== Segment start ==

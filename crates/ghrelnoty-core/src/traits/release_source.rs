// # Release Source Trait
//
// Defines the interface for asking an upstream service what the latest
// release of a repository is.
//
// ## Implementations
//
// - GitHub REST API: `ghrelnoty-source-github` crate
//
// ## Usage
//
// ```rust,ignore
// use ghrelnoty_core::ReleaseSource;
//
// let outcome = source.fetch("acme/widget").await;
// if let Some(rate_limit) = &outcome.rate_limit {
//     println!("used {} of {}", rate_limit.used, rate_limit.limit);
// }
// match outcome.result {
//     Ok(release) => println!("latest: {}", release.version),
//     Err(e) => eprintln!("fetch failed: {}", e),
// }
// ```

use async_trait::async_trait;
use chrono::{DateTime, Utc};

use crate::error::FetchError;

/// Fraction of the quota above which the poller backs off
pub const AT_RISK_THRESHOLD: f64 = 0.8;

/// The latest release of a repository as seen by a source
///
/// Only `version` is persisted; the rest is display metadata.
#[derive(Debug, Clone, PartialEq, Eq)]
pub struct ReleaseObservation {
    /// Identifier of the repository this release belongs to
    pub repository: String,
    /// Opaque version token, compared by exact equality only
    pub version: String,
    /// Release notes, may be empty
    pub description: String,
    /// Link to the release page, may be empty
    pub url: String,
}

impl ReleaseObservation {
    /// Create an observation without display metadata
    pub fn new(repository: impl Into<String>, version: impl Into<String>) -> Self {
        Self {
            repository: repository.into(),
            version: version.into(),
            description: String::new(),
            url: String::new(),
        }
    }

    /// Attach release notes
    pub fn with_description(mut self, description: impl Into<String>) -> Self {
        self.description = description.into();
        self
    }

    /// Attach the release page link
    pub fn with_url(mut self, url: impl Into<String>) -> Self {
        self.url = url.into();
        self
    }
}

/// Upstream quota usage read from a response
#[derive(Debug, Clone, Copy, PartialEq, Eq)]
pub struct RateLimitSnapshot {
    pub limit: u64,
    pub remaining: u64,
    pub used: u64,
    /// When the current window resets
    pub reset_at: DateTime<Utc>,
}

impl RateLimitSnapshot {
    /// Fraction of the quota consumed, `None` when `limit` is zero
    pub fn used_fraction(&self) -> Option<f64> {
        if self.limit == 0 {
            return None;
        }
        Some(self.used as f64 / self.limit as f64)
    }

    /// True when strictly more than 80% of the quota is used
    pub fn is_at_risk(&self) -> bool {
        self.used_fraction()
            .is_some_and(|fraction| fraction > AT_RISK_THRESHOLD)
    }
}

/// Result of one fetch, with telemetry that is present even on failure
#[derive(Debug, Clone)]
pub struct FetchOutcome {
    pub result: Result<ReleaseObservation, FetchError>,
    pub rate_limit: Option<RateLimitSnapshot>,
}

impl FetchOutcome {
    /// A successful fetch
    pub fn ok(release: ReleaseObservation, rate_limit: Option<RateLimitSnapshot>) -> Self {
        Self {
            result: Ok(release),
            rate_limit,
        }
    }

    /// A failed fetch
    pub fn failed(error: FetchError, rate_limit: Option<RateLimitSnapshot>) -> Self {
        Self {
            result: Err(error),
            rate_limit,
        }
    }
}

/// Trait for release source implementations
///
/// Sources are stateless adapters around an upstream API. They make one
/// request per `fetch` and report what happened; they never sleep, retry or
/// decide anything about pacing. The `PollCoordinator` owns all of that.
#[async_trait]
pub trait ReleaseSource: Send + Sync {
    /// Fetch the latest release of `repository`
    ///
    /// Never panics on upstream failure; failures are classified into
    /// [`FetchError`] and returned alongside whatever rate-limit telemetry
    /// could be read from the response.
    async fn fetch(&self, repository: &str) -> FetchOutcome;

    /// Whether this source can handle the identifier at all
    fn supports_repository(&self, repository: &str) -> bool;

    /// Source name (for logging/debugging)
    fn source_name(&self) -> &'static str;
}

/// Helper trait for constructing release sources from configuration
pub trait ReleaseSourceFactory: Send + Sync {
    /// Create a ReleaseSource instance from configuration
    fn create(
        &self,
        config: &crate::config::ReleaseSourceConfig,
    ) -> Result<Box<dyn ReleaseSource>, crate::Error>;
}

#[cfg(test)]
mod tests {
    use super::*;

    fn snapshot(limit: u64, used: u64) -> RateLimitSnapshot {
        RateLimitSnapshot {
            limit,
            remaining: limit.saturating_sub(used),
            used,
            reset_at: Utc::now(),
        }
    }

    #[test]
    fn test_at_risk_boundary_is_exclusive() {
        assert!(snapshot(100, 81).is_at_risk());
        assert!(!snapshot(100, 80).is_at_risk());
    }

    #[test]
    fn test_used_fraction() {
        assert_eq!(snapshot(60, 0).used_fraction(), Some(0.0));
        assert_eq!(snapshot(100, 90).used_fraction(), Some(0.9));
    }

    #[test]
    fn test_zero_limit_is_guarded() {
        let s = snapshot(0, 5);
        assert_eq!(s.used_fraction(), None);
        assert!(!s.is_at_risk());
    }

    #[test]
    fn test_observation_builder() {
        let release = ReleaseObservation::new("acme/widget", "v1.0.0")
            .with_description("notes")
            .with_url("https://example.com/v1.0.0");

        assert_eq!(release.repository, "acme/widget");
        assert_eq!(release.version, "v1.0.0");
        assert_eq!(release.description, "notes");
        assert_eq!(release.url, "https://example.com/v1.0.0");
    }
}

== Segment end ==

What you will do> Each record must appear again, word for word.

Exercise answer>
filename crates/ghrelnoty-core/src/traits/release_source.rs
// # Release Source Trait
//
// Defines the interface for asking an upstream service what the latest
// release of a repository is.
//
// ## Implementations
//
// - GitHub REST API: `ghrelnoty-source-github` crate
//
// ## Usage
//
// ```rust,ignore
// use ghrelnoty_core::ReleaseSource;
//
// let outcome = source.fetch("acme/widget").await;
// if let Some(rate_limit) = &outcome.rate_limit {
//     println!("used {} of {}", rate_limit.used, rate_limit.limit);
// }
// match outcome.result {
//     Ok(release) => println!("latest: {}", release.version),
//     Err(e) => eprintln!("fetch failed: {}", e),
// }
// ```

use async_trait::async_trait;
use chrono::{DateTime, Utc};

use crate::error::FetchError;

/// Fraction of the quota above which the poller backs off
pub const AT_RISK_THRESHOLD: f64 = 0.8;

/// The latest release of a repository as seen by a source
///
/// Only `version` is persisted; the rest is display metadata.
#[derive(Debug, Clone, PartialEq, Eq)]
pub struct ReleaseObservation {
    /// Identifier of the repository this release belongs to
    pub repository: String,
    /// Opaque version token, compared by exact equality only
    pub version: String,
    /// Release notes, may be empty
    pub description: String,
    /// Link to the release page, may be empty
    pub url: String,
}

impl ReleaseObservation {
    /// Create an observation without display metadata
    pub fn new(repository: impl Into<String>, version: impl Into<String>) -> Self {
        Self {
            repository: repository.into(),
            version: version.into(),
            description: String::new(),
            url: String::new(),
        }
    }

    /// Attach release notes
    pub fn with_description(mut self, description: impl Into<String>) -> Self {
        self.description = description.into();
        self
    }

    /// Attach the release page link
    pub fn with_url(mut self, url: impl Into<String>) -> Self {
        self.url = url.into();
        self
    }
}

/// Upstream quota usage read from a response
#[derive(Debug, Clone, Copy, PartialEq, Eq)]
pub struct RateLimitSnapshot {
    pub limit: u64,
    pub remaining: u64,
    pub used: u64,
    /// When the current window resets
    pub reset_at: DateTime<Utc>,
}

impl RateLimitSnapshot {
    /// Fraction of the quota consumed, `None` when `limit` is zero
    pub fn used_fraction(&self) -> Option<f64> {
        if self.limit == 0 {
            return None;
        }
        Some(self.used as f64 / self.limit as f64)
    }

    /// True when strictly more than 80% of the quota is used
    pub fn is_at_risk(&self) -> bool {
        self.used_fraction()
            .is_some_and(|fraction| fraction > AT_RISK_THRESHOLD)
    }
}

/// Result of one fetch, with telemetry that is present even on failure
#[derive(Debug, Clone)]
pub struct FetchOutcome {
    pub result: Result<ReleaseObservation, FetchError>,
    pub rate_limit: Option<RateLimitSnapshot>,
}

impl FetchOutcome {
    /// A successful fetch
    pub fn ok(release: ReleaseObservation, rate_limit: Option<RateLimitSnapshot>) -> Self {
        Self {
            result: Ok(release),
            rate_limit,
        }
    }

    /// A failed fetch
    pub fn failed(error: FetchError, rate_limit: Option<RateLimitSnapshot>) -> Self {
        Self {
            result: Err(error),
            rate_limit,
        }
    }
}

/// Trait for release source implementations
///
/// Sources are stateless adapters around an upstream API. They make one
/// request per `fetch` and report what happened; they never sleep, retry or
/// decide anything about pacing. The `PollCoordinator` owns all of that.
#[async_trait]
pub trait ReleaseSource: Send + Sync {
    /// Fetch the latest release of `repository`
    ///
    /// Never panics on upstream failure; failures are classified into
    /// [`FetchError`] and returned alongside whatever rate-limit telemetry
    /// could be read from the response.
    async fn fetch(&self, repository: &str) -> FetchOutcome;

    /// Whether this source can handle the identifier at all
    fn supports_repository(&self, repository: &str) -> bool;

    /// Source name (for logging/debugging)
    fn source_name(&self) -> &'static str;
}

/// Helper trait for constructing release sources from configuration
pub trait ReleaseSourceFactory: Send + Sync {
    /// Create a ReleaseSource instance from configuration
    fn create(
        &self,
        config: &crate::config::ReleaseSourceConfig,
    ) -> Result<Box<dyn ReleaseSource>, crate::Error>;
}

#[cfg(test)]
mod tests {
    use super::*;

    fn snapshot(limit: u64, used: u64) -> RateLimitSnapshot {
        RateLimitSnapshot {
            limit,
            remaining: limit.saturating_sub(used),
            used,
            reset_at: Utc::now(),
        }
    }

    #[test]
    fn test_at_risk_boundary_is_exclusive() {
        assert!(snapshot(100, 81).is_at_risk());
        assert!(!snapshot(100, 80).is_at_risk());
    }

    #[test]
    fn test_used_fraction() {
        assert_eq!(snapshot(60, 0).used_fraction(), Some(0.0));
        assert_eq!(snapshot(100, 90).used_fraction(), Some(0.9));
    }

    #[test]
    fn test_zero_limit_is_guarded() {
        let s = snapshot(0, 5);
        assert_eq!(s.used_fraction(), None);
        assert!(!s.is_at_risk());
    }

    #[test]
    fn test_observation_builder() {
        let release = ReleaseObservation::new("acme/widget", "v1.0.0")
            .with_description("notes")
            .with_url("https://example.com/v1.0.0");

        assert_eq!(release.repository, "acme/widget");
        assert_eq!(release.version, "v1.0.0");
        assert_eq!(release.description, "notes");
        assert_eq!(release.url, "https://example.com/v1.0.0");
    }
}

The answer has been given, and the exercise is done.